基于分子在纳米间隙动态吸附行为的表面增强拉曼光谱的痕量检测方法

Surface-enhanced Raman spectroscopy (SERS) has a wide application in the fields of physics, chemistry, biology and materials, due to the high sensitivity at the single molecular level and the finger-printed spectrum. However, the quantitative detection of the trace amount of species is still a great challenge in this field. The main reason lies: both the interaction between adsorbed molecules and SERS substrates and the fluctuation of the background in SERS spectra play significant role. With these quiz in mind, we build a SERS detection & imaging platform with the millisecond time resolution and the single molecular detection level. Taking Ag Nanoparticles as enhancement source to construct different type of SERS substrates, and the dynamic adsorption of molecules with varied interaction with silver nanoparticles as the model, the following works will be carried out: 1）Separating SERS signal and background efficiently via millisecond resolved SERS spectra; Correlating SERS spectra with the nanostructure of SERS substrate via the correlation of dark field optical images and SEM ones; Discovering the origin of the background in SERS spectrum, and analyzing the dynamic relationship between SERS signal and background; 2) Investigating molecular adsorption dynamics and its contribution to SERS enhancement by manipulating the interaction between SERS substrates and molecules with varied environmental conditions, such as the introduction of anions or electrode potentials. Therefore, On the basis of the above study on the SERS substrate with well-defined nanostructure, from the angle of investigating the dynamic adsorption and building a more reliable protocol to evaluate the SERS enhancement, we try to provide new sight and idea for improving the sensitivity toward trace amount detection.

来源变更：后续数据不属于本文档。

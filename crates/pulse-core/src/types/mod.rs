//! Data shapes shared by the foreground application and the background worker.

pub mod id;
pub mod message;
pub mod permission;
pub mod presence;
pub mod token;

pub use id::UserId;
pub use message::InboundMessage;
pub use permission::PermissionState;
pub use presence::PresenceRecord;
pub use token::NotificationToken;
//! Device token acquisition, registration, and rotation.
//!
//! A token is registered with the backend when first obtained and again
//! whenever the push service hands out a different one. Failures never
//! reach the user: the first attempt runs inline, and if it fails a single
//! background task keeps retrying with backoff.

use std::sync::Arc;
use std::sync::atomic::{AtomicBool, Ordering};

use tokio::sync::{Mutex, watch};
use tokio::task::JoinHandle;
use tokio_util::sync::CancellationToken;

use pulse_core::config::RetryConfig;
use pulse_core::result::AppResult;
use pulse_core::traits::{PushService, TokenBackend};
use pulse_core::types::NotificationToken;

use crate::retry::{Backoff, RetryOutcome, retry_with_backoff};

/// Registration state of the device token.
#[derive(Debug, Clone, PartialEq, Eq)]
pub enum TokenStatus {
    /// No token is registered with the backend.
    Unregistered,
    /// This token is registered with the backend.
    Registered(NotificationToken),
}

impl TokenStatus {
    /// The registered token, if any.
    pub fn token(&self) -> Option<&NotificationToken> {
        match self {
            Self::Registered(token) => Some(token),
            Self::Unregistered => None,
        }
    }
}

/// Obtains device tokens and keeps the backend registration current.
#[derive(Debug)]
pub struct TokenRegistrar {
    /// Push service issuing tokens.
    push: Arc<dyn PushService>,
    /// Backend recording tokens.
    backend: Arc<dyn TokenBackend>,
    /// Current registration state.
    status: watch::Sender<TokenStatus>,
    /// Serializes registrations so a rotation cannot interleave with a retry.
    registration: Mutex<()>,
    /// Backoff for background retries.
    backoff: Backoff,
    /// Set while a background retry task is running.
    retrying: AtomicBool,
    /// Cancels background retries on shutdown.
    cancel: CancellationToken,
}

impl TokenRegistrar {
    /// Create a registrar.
    pub fn new(
        push: Arc<dyn PushService>,
        backend: Arc<dyn TokenBackend>,
        retry: &RetryConfig,
        cancel: CancellationToken,
    ) -> Self {
        let (status, _) = watch::channel(TokenStatus::Unregistered);
        Self {
            push,
            backend,
            status,
            registration: Mutex::new(()),
            backoff: Backoff::from_config(retry),
            retrying: AtomicBool::new(false),
            cancel,
        }
    }

    /// Current registration state.
    pub fn status(&self) -> TokenStatus {
        self.status.borrow().clone()
    }

    /// Observe registration changes.
    pub fn watch(&self) -> watch::Receiver<TokenStatus> {
        self.status.subscribe()
    }

    /// Whether a background retry is in progress.
    pub fn is_retrying(&self) -> bool {
        self.retrying.load(Ordering::SeqCst)
    }

    /// Ask the push service for the current token and register it if it is
    /// new. Returns whether a registration was made.
    pub async fn acquire_and_register(&self) -> AppResult<bool> {
        let token = self.push.issue_token().await?;
        self.register(token).await
    }

    /// Register `token` unless it is the one already registered.
    pub async fn register(&self, token: NotificationToken) -> AppResult<bool> {
        let _guard = self.registration.lock().await;

        let unchanged = self.status.borrow().token() == Some(&token);
        if unchanged {
            tracing::trace!("Device token unchanged, skipping registration");
            return Ok(false);
        }

        match self.backend.register_token(&token).await {
            Ok(()) => {
                tracing::info!("Registered device token {:?}", token);
                self.status.send_replace(TokenStatus::Registered(token));
                Ok(true)
            }
            Err(e) => {
                // The previous token is stale once the service issued a new one.
                self.status.send_replace(TokenStatus::Unregistered);
                Err(e)
            }
        }
    }

    /// Forget the registered token, e.g. after permission was revoked.
    pub fn invalidate(&self) {
        if self.status.send_replace(TokenStatus::Unregistered) != TokenStatus::Unregistered {
            tracing::info!("Device token invalidated");
        }
    }

    /// Try once inline; on failure hand the work to a background retry.
    pub async fn ensure_registered(self: &Arc<Self>) {
        if let Err(e) = self.acquire_and_register().await {
            tracing::warn!("Device token registration failed, retrying in background: {}", e);
            self.spawn_retry();
        }
    }

    /// Start the background retry task unless one is already running.
    pub fn spawn_retry(self: &Arc<Self>) -> Option<JoinHandle<()>> {
        if self.retrying.swap(true, Ordering::SeqCst) {
            tracing::debug!("Token retry already running");
            return None;
        }

        let this = Arc::clone(self);
        Some(tokio::spawn(async move {
            let first_delay = this.backoff.delay_after(1);
            let waited = tokio::select! {
                biased;
                _ = this.cancel.cancelled() => false,
                _ = tokio::time::sleep(first_delay) => true,
            };

            if waited {
                let outcome =
                    retry_with_backoff(&this.backoff, &this.cancel, |_| this.acquire_and_register())
                        .await;
                match outcome {
                    RetryOutcome::Succeeded { attempts, .. } => {
                        tracing::info!("Device token registered after {} retry attempt(s)", attempts)
                    }
                    RetryOutcome::Exhausted {
                        last_error,
                        attempts,
                    } => tracing::error!(
                        "Device token still unregistered after {} retry attempt(s): {}",
                        attempts,
                        last_error
                    ),
                    RetryOutcome::Aborted { error, .. } => {
                        tracing::error!("Device token registration abandoned: {}", error)
                    }
                    RetryOutcome::Cancelled => tracing::debug!("Token retry cancelled"),
                }
            }

            this.retrying.store(false, Ordering::SeqCst);
        }))
    }
}

#[cfg(test)]
mod tests {
    use super::*;
    use crate::notification::memory::{MemoryPushService, MemoryTokenBackend};
    use pulse_core::types::PermissionState;

    fn granted(token: &str) -> Arc<MemoryPushService> {
        let push = MemoryPushService::new(PermissionState::Granted, token);
        push.set_permission(PermissionState::Granted);
        Arc::new(push)
    }

    fn registrar(
        push: &Arc<MemoryPushService>,
        backend: &Arc<MemoryTokenBackend>,
    ) -> Arc<TokenRegistrar> {
        Arc::new(TokenRegistrar::new(
            push.clone(),
            backend.clone(),
            &RetryConfig::new(4, 100, 1_000),
            CancellationToken::new(),
        ))
    }

    #[tokio::test]
    async fn test_registers_once_per_token() {
        let push = granted("tok-1");
        let backend = Arc::new(MemoryTokenBackend::new());
        let registrar = registrar(&push, &backend);

        assert!(registrar.acquire_and_register().await.unwrap());
        assert!(!registrar.acquire_and_register().await.unwrap());
        assert_eq!(backend.registered(), vec![NotificationToken::new("tok-1")]);
        assert_eq!(
            registrar.status(),
            TokenStatus::Registered(NotificationToken::new("tok-1"))
        );
    }

    #[tokio::test]
    async fn test_rotation_registers_new_token() {
        let push = granted("tok-1");
        let backend = Arc::new(MemoryTokenBackend::new());
        let registrar = registrar(&push, &backend);

        registrar.acquire_and_register().await.unwrap();
        push.rotate_token("tok-2");
        assert!(registrar.acquire_and_register().await.unwrap());

        assert_eq!(
            backend.registered(),
            vec![NotificationToken::new("tok-1"), NotificationToken::new("tok-2")]
        );
    }

    #[tokio::test]
    async fn test_failed_registration_marks_unregistered() {
        let push = granted("tok-1");
        let backend = Arc::new(MemoryTokenBackend::new());
        let registrar = registrar(&push, &backend);

        backend.fail_next(1);
        assert!(registrar.acquire_and_register().await.is_err());
        assert_eq!(registrar.status(), TokenStatus::Unregistered);
    }

    #[tokio::test(start_paused = true)]
    async fn test_background_retry_recovers() {
        let push = granted("tok-1");
        let backend = Arc::new(MemoryTokenBackend::new());
        let registrar = registrar(&push, &backend);

        push.fail_next_tokens(2);
        registrar.ensure_registered().await;
        assert!(registrar.is_retrying());
        assert_eq!(registrar.status(), TokenStatus::Unregistered);

        let mut status = registrar.watch();
        tokio::time::timeout(std::time::Duration::from_secs(60), status.wait_for(|s| s.token().is_some()))
            .await
            .expect("retry should register the token")
            .expect("status sender alive");

        assert_eq!(push.token_requests(), 3);
        assert_eq!(backend.registered().len(), 1);
    }

    #[tokio::test]
    async fn test_only_one_retry_task() {
        let push = granted("tok-1");
        let backend = Arc::new(MemoryTokenBackend::new());
        let registrar = registrar(&push, &backend);

        let first = registrar.spawn_retry();
        let second = registrar.spawn_retry();
        assert!(first.is_some());
        assert!(second.is_none());
    }
}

表面增强拉曼光谱（SERS）在物理、化学、生物和材料等领域已获得广泛应用，然而，痕量物种的高灵敏检测仍是SERS面临的一个重大挑战，主要原因在于：待测分子与SERS基底相互作用的强弱和SERS光谱中背景的变化都对SERS信号产生显著影响。针对该问题，本项目拟建立毫秒级时间分辨SERS光谱和成像检测平台，以银纳米粒子为增强源，构建结构明确不同类型的SERS基底，以与基底作用强弱不同的分子动态吸附行为为研究对象，开展以下工作：1）分离SERS信号和背景，通过暗场光学和扫描电镜成像共定位技术将光谱信息与微区结构关联，探讨背景来源，考察拉曼信号和背景的动态相关性。2）改变介质环境因素，调控金属和分子间相互作用，研究分子动态吸附及其对SERS增强效应的影响。总之，项目基于结构明确的SERS纳米结构，从研究分子动态吸附和建立合理的SERS增强效应评估方法的角度为提高SERS痕量检测灵敏度提供借鉴和帮助

表面增强拉曼光谱（SERS）在物理、化学、生物和材料等领域已获得广泛应用，然而，痕量物种的高灵敏检测仍是SERS 面临的一个重大挑战，主要原因在于：待测分子与SERS 基底相互作用的强弱和SERS 光谱中背景的变化都对SERS 信号产生显著影响。针对该问题，在项目行期内主要开展了如下三方面的工作：1）建立了毫秒级时间分辨SERS光谱和成像检测平台，以银纳米粒子为增强源，构建结构明确不同类型的SERS基底，以与基底作用强弱不同的分子动态吸附行为为研究对象；分离SERS 信号和背景，通过暗场光学和扫描电镜成像共定位技术将光谱信息与微区结构关联，探讨背景来源，考察拉曼信号和背景的动态相关性。改变介质环境因素，调控金属和分子间相互作用，研究分子动态吸附及其对SERS 增强效应的影响。2）将动态吸附原理引入到核-分子-壳层纳米粒子的定量检测中。通过内标分子的校正得到更低的标准偏差，在血液中的尿酸检测中发现：SERS方案能够覆盖正常人血尿酸的浓度范围，通过内标的校正后，响应曲线具有良好的线性，有望用于临床检测。3）根据动态吸附原理，通过表面特异性修饰进行二氧化硫等食品中违禁添加物和西地那非等非法保健药物的快速检测，检测灵敏度达到快检方法技术要求，目前已经实现了有关检测方法的产品化。